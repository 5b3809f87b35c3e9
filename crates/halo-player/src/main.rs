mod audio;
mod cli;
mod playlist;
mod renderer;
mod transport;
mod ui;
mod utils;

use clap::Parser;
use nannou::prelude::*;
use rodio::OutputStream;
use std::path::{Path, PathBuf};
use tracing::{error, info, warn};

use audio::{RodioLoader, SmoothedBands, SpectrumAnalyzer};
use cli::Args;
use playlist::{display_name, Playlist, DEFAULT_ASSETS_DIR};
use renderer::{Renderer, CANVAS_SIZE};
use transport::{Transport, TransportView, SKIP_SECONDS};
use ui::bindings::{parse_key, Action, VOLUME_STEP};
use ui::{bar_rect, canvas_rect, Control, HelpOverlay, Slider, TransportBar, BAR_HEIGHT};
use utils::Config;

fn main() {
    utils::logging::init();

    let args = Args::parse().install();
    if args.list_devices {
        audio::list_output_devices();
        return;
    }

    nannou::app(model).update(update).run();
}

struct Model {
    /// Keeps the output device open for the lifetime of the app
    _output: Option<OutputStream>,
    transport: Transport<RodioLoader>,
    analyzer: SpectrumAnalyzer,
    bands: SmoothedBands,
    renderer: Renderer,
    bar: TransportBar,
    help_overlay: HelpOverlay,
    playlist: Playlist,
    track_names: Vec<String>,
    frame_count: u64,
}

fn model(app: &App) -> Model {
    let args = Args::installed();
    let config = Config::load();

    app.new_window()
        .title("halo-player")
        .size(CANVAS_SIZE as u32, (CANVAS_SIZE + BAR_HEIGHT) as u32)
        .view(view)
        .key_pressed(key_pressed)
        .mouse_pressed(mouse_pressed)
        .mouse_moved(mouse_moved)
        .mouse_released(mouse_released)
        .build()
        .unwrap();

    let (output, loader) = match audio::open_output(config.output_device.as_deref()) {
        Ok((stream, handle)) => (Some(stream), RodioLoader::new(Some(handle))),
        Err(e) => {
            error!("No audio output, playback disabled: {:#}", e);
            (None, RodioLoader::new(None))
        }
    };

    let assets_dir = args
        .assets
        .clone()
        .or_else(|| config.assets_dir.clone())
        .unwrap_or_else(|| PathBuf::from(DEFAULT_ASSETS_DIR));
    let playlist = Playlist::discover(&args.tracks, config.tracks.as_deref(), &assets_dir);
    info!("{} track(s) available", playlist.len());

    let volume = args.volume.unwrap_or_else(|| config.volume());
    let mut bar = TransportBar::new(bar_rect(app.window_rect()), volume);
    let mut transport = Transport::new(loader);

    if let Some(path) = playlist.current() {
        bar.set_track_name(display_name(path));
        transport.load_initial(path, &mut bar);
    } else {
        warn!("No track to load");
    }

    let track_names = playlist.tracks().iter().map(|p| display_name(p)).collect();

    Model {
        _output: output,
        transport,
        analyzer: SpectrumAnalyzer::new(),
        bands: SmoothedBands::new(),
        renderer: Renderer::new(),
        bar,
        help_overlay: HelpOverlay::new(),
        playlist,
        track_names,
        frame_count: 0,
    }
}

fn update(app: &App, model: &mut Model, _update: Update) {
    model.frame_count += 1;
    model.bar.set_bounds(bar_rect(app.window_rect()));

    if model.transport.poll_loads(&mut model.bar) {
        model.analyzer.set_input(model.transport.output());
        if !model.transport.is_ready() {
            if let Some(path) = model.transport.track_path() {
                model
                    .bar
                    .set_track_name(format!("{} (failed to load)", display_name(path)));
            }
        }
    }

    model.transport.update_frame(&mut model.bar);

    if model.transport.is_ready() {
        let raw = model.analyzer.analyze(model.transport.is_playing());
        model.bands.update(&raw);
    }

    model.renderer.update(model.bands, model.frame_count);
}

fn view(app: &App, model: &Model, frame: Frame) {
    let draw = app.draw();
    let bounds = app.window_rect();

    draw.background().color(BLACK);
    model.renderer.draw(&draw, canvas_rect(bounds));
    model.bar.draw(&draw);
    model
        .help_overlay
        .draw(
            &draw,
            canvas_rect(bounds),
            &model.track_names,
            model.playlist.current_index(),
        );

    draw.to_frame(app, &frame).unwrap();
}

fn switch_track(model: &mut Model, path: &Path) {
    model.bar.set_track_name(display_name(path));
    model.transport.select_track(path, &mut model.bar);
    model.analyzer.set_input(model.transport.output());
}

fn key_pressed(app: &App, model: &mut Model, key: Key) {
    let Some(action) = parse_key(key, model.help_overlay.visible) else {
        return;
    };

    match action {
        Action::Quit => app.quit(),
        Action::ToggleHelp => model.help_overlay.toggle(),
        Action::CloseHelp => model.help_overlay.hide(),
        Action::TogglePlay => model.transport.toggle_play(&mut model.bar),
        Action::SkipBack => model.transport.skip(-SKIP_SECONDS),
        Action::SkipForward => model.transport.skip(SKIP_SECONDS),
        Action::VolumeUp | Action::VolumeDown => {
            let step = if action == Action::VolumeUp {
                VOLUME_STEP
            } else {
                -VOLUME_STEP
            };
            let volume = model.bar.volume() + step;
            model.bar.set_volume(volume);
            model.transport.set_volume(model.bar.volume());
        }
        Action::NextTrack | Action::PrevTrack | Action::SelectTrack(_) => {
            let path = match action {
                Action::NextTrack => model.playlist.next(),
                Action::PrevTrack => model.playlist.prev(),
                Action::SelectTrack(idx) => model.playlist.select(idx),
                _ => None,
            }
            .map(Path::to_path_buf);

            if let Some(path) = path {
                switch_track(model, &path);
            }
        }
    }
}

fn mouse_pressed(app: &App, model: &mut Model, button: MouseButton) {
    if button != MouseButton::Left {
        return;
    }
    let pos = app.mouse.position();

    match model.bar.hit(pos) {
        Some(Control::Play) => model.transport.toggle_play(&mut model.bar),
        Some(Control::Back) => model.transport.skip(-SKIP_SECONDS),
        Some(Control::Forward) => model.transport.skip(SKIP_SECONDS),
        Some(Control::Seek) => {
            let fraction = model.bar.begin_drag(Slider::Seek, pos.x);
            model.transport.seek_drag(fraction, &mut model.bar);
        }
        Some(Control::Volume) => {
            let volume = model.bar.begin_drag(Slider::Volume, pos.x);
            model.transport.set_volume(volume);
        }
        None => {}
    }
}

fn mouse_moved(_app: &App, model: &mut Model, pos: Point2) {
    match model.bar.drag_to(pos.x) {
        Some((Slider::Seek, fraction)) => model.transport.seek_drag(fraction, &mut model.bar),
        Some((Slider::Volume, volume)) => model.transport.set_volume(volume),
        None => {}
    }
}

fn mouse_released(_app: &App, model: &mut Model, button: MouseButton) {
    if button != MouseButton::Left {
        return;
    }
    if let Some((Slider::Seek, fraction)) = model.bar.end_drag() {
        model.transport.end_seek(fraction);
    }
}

#####

Which lines above hold the string "SmoothedBands"? Please copy all of them.

use audio::{RodioLoader, SmoothedBands, SpectrumAnalyzer};
    bands: SmoothedBands,
        bands: SmoothedBands::new(),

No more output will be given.